··· Exercise input ···
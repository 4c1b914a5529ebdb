//! Canonical test configurations.
//!
//! Single source of truth for config structs used across tests.

use crate::application::retry::RetryPolicy;
use crate::infrastructure::config::retry::RetryConfig;

/// Retry config with zero delays and the given attempt bound.
pub fn retry(max_attempts: u32) -> RetryConfig {
    RetryConfig {
        max_attempts,
        initial_delay_ms: 0,
        max_delay_ms: 0,
        backoff_multiplier: 1.0,
    }
}

/// Retry policy with zero delays, three attempts.
pub fn fast_retry() -> RetryPolicy {
    RetryPolicy::new(retry(3))
}
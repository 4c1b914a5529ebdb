//! Ledger address newtypes.
//!
//! Every on-chain address is carried in its canonical base58 string form,
//! converted once at the adapter boundary and used as the map key everywhere
//! after that. Distinct newtypes keep a position address from ever being
//! looked up in the custody cache by mistake.

use std::fmt;

use serde::{Deserialize, Serialize};

macro_rules! address_id {
    ($(#[$meta:meta])* $name:ident) => {
        $(#[$meta])*
        #[derive(Debug, Clone, PartialEq, Eq, Hash, PartialOrd, Ord, Serialize, Deserialize)]
        pub struct $name(String);

        impl $name {
            #[doc = concat!("Create a new `", stringify!($name), "` from its base58 form.")]
            pub fn new(address: impl Into<String>) -> Self {
                Self(address.into())
            }

            /// Get the address as a string slice.
            #[must_use]
            pub fn as_str(&self) -> &str {
                &self.0
            }
        }

        impl fmt::Display for $name {
            fn fmt(&self, f: &mut fmt::Formatter<'_>) -> fmt::Result {
                f.write_str(&self.0)
            }
        }

        impl From<String> for $name {
            fn from(s: String) -> Self {
                Self::new(s)
            }
        }

        impl From<&str> for $name {
            fn from(s: &str) -> Self {
                Self::new(s)
            }
        }
    };
}

address_id!(
    /// Address of a position account.
    PositionAddress
);

address_id!(
    /// Address of a custody account.
    CustodyAddress
);

address_id!(
    /// Address of a liquidity pool account.
    PoolAddress
);

address_id!(
    /// Address of a wallet (position owner or liquidator).
    WalletAddress
);

address_id!(
    /// Asset identity: the mint a custody holds and a price is quoted for.
    AssetId
);

address_id!(
    /// Address of an oracle price account.
    OracleAccount
);

address_id!(
    /// Address of an SPL token account.
    TokenAccount
);

/// Identifier of a submitted transaction (its signature).
#[derive(Debug, Clone, PartialEq, Eq, Hash)]
pub struct TransactionId(String);

impl TransactionId {
    /// Create a new `TransactionId`.
    pub fn new(id: impl Into<String>) -> Self {
        Self(id.into())
    }

    /// Get the underlying signature string.
    #[must_use]
    pub fn as_str(&self) -> &str {
        &self.0
    }
}

impl fmt::Display for TransactionId {
    fn fmt(&self, f: &mut fmt::Formatter<'_>) -> fmt::Result {
        f.write_str(&self.0)
    }
}
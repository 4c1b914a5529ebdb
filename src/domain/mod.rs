//! Exchange-agnostic domain types for the liquidator.
//!
//! - [`id`] - Canonical address newtypes used as map keys
//! - [`position`] - Mirrored positions, subscription updates, snapshots
//! - [`custody`] - Collateral custody configuration
//! - [`price`] - Oracle observations and the mark price cache
//! - [`liquidation`] - Generation-tagged liquidation price entries

pub mod custody;
pub mod id;
pub mod liquidation;
pub mod position;
pub mod price;

pub use custody::Custody;
pub use id::{
    AssetId, CustodyAddress, OracleAccount, PoolAddress, PositionAddress, TokenAccount,
    TransactionId, WalletAddress,
};
pub use liquidation::{
    CommitResult, ComputationOutcome, EntryState, Generation, LiquidationPriceEntry,
    LiquidationTarget,
};
pub use position::{Position, PositionSnapshot, PositionUpdate, Side};
pub use price::{MarkPrices, OraclePrice};
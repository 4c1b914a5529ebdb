//! Liquidation port: simulate and submit the liquidate instruction.

use async_trait::async_trait;

use crate::domain::{LiquidationTarget, TransactionId};
use crate::error::Error;

/// Submits liquidation transactions for a flagged position.
///
/// Implementations derive the owner's settlement account and the liquidator's
/// reward account, and assemble the instruction's account set.
#[async_trait]
pub trait LiquidationSubmitter: Send + Sync {
    /// Dry-run the liquidation. `Err` means the ledger would reject it.
    async fn simulate_liquidation(&self, target: &LiquidationTarget) -> Result<(), Error>;

    /// Sign, send and confirm the liquidation.
    async fn submit_liquidation(&self, target: &LiquidationTarget) -> Result<TransactionId, Error>;
}
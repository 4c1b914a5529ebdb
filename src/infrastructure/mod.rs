//! Infrastructure layer.
//!
//! Technical concerns that support the application without containing
//! business logic.
//!
//! - [`config`] - Configuration loading and validation
//! - [`bootstrap`] - Composition root for runtime wiring

#[cfg(feature = "solana")]
pub mod bootstrap;
pub mod config;
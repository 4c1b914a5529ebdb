//! Command-line interface definitions.
//!
//! Defines the CLI structure for the liquidator using `clap`: `run` starts
//! the agent, `check config` validates a configuration file without
//! touching the network.

use std::path::PathBuf;

use clap::{Parser, Subcommand};

/// Default configuration file, relative to the working directory.
pub const DEFAULT_CONFIG: &str = "config.toml";

/// Autonomous liquidator for leveraged perpetuals positions
#[derive(Parser, Debug)]
#[command(name = "perp-liquidator")]
#[command(version)]
pub struct Cli {
    /// JSON output for scripting
    #[arg(long, global = true)]
    pub json: bool,

    /// Decrease output verbosity
    #[arg(short, long, global = true)]
    pub quiet: bool,

    #[command(subcommand)]
    pub command: Commands,
}

/// Top-level subcommands.
#[derive(Subcommand, Debug)]
pub enum Commands {
    /// Run the liquidator (foreground)
    Run(RunArgs),

    /// Run diagnostic checks
    #[command(subcommand)]
    Check(CheckCommand),
}

/// Subcommands for `perp-liquidator check`.
#[derive(Subcommand, Debug)]
pub enum CheckCommand {
    /// Validate the configuration file syntax and semantics.
    Config(ConfigPathArg),
}

/// Arguments for `perp-liquidator run`.
#[derive(clap::Args, Debug)]
pub struct RunArgs {
    /// Path to the configuration file.
    #[arg(short, long, default_value = DEFAULT_CONFIG)]
    pub config: PathBuf,

    /// Override log level (debug, info, warn, error).
    #[arg(long)]
    pub log_level: Option<String>,

    /// Simulate liquidations but never submit them.
    #[arg(long)]
    pub dry_run: bool,

    /// Use JSON log format instead of pretty-printed logs.
    #[arg(long)]
    pub json_logs: bool,

    /// Override the keypair file of the liquidator wallet.
    #[arg(long)]
    pub keypair: Option<String>,
}

#[derive(clap::Args, Debug)]
pub struct ConfigPathArg {
    /// Path to the configuration file.
    #[arg(short, long, default_value = DEFAULT_CONFIG)]
    pub config: PathBuf,
}

#[cfg(test)]
mod tests {
    use super::*;

    #[test]
    fn run_defaults() {
        let cli = Cli::try_parse_from(["perp-liquidator", "run"]).unwrap();
        let Commands::Run(args) = cli.command else {
            panic!("expected run");
        };
        assert_eq!(args.config, PathBuf::from(DEFAULT_CONFIG));
        assert!(!args.dry_run);
        assert!(!args.json_logs);
        assert!(args.log_level.is_none());
        assert!(args.keypair.is_none());
    }

    #[test]
    fn run_overrides() {
        let cli = Cli::try_parse_from([
            "perp-liquidator",
            "run",
            "--config",
            "devnet.toml",
            "--dry-run",
            "--log-level",
            "debug",
            "--json-logs",
            "--keypair",
            "/tmp/liquidator.json",
        ])
        .unwrap();
        let Commands::Run(args) = cli.command else {
            panic!("expected run");
        };
        assert_eq!(args.config, PathBuf::from("devnet.toml"));
        assert!(args.dry_run);
        assert!(args.json_logs);
        assert_eq!(args.log_level.as_deref(), Some("debug"));
        assert_eq!(args.keypair.as_deref(), Some("/tmp/liquidator.json"));
    }

    #[test]
    fn check_config_accepts_global_flags() {
        let cli =
            Cli::try_parse_from(["perp-liquidator", "check", "config", "-c", "a.toml", "--json"])
                .unwrap();
        assert!(cli.json);
        let Commands::Check(CheckCommand::Config(arg)) = cli.command else {
            panic!("expected check config");
        };
        assert_eq!(arg.config, PathBuf::from("a.toml"));
    }

    #[test]
    fn unknown_subcommand_is_rejected() {
        assert!(Cli::try_parse_from(["perp-liquidator", "status"]).is_err());
    }
}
···
**What the task asks**:
When a line in the data above contains the string "signature", copy that line.

**Exercise output**:
/// Identifier of a submitted transaction (its signature).
    /// Get the underlying signature string.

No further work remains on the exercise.